**Instructions for the task:** Single out the lines of the material that contain "SearchResponse" and copy them.

>>>

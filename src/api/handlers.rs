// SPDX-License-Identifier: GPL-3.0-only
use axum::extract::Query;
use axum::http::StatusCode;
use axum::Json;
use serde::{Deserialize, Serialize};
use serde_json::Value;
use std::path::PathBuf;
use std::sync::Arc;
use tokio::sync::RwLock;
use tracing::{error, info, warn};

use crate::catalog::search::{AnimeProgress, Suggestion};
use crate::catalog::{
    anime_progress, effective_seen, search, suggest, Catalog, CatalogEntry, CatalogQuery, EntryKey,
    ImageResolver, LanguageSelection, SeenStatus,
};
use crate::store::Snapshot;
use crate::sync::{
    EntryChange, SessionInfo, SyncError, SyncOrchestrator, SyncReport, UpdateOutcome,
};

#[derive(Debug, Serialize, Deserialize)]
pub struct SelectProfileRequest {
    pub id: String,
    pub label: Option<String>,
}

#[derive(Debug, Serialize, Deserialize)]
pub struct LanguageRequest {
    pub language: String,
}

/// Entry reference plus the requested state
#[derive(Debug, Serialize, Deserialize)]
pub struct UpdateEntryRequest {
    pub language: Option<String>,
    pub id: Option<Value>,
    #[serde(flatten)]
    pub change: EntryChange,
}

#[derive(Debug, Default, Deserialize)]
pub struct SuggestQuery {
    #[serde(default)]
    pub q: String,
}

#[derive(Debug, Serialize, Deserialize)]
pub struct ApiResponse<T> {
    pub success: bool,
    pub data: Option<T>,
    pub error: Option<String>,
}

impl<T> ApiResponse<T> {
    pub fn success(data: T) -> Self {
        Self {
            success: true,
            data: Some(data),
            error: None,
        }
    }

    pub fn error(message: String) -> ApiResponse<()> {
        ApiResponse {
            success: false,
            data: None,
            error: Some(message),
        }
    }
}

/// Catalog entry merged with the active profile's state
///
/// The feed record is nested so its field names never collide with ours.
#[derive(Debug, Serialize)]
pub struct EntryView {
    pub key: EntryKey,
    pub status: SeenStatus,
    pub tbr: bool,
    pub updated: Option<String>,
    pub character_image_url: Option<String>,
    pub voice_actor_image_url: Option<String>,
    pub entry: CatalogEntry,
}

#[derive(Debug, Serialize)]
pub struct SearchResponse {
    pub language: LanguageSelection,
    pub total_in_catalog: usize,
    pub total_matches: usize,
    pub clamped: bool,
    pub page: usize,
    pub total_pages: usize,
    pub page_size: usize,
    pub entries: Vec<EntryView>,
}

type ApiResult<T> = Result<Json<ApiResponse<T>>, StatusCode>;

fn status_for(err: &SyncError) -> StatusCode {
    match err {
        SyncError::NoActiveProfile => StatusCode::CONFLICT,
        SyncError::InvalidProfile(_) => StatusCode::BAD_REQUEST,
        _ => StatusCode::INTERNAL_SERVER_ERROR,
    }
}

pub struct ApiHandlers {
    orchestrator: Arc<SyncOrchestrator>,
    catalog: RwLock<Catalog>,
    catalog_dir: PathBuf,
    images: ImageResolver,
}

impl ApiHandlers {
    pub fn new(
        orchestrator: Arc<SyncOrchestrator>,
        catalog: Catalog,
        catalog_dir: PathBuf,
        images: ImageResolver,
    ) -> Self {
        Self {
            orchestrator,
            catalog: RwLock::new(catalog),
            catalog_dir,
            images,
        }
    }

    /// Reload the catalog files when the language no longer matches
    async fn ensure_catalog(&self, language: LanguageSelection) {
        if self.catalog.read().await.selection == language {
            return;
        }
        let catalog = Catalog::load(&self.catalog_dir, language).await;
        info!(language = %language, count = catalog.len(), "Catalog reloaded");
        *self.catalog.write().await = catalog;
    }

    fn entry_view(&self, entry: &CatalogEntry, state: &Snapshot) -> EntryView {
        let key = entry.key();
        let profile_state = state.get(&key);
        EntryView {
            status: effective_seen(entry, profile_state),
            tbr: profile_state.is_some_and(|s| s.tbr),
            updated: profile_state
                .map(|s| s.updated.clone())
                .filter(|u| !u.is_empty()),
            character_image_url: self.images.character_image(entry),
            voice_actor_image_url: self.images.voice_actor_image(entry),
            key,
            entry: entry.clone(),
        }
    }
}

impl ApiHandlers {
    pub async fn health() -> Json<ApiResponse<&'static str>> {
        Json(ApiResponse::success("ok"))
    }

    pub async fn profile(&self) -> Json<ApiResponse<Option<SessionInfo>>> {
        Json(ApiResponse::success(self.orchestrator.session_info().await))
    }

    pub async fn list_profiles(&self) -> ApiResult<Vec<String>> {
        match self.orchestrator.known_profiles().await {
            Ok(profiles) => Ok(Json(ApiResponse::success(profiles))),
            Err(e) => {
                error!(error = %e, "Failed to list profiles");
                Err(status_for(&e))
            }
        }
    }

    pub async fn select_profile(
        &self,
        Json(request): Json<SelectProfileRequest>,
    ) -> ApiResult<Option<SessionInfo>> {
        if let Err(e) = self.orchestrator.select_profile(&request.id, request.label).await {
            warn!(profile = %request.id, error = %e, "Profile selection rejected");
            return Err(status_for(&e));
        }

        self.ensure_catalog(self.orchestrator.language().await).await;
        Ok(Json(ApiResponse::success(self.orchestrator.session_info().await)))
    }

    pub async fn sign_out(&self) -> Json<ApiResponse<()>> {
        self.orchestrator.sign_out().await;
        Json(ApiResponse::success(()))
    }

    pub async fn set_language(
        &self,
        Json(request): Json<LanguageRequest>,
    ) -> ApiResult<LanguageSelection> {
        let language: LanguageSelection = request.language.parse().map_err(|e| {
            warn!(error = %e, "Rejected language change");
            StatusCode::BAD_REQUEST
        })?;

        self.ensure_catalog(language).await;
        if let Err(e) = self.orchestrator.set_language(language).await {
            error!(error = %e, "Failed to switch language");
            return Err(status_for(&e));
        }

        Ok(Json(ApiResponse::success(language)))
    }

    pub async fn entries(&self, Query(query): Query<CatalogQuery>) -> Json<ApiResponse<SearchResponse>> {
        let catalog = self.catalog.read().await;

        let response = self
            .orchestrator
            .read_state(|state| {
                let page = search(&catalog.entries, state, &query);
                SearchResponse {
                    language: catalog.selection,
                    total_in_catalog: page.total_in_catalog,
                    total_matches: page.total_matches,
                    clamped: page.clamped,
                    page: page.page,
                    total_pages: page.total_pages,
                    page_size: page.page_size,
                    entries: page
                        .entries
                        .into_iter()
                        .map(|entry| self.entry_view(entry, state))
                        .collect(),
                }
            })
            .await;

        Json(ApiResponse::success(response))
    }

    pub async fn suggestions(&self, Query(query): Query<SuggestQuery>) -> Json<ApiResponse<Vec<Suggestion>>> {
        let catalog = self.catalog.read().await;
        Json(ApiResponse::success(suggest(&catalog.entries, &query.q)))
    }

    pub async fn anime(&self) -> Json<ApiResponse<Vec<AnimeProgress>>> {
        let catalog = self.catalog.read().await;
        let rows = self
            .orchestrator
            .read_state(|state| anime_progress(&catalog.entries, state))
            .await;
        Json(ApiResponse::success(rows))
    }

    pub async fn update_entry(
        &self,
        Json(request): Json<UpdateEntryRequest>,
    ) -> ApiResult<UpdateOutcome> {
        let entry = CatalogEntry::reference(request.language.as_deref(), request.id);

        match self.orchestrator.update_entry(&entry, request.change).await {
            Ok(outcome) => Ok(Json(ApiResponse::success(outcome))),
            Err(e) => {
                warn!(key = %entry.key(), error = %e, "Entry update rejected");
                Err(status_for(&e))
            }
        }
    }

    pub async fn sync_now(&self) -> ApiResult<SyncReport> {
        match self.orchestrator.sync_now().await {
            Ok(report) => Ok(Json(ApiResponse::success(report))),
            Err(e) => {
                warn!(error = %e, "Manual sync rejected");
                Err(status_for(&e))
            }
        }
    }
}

<<<

**Answer space:**
pub struct SearchResponse {
    pub async fn entries(&self, Query(query): Query<CatalogQuery>) -> Json<ApiResponse<SearchResponse>> {
                SearchResponse {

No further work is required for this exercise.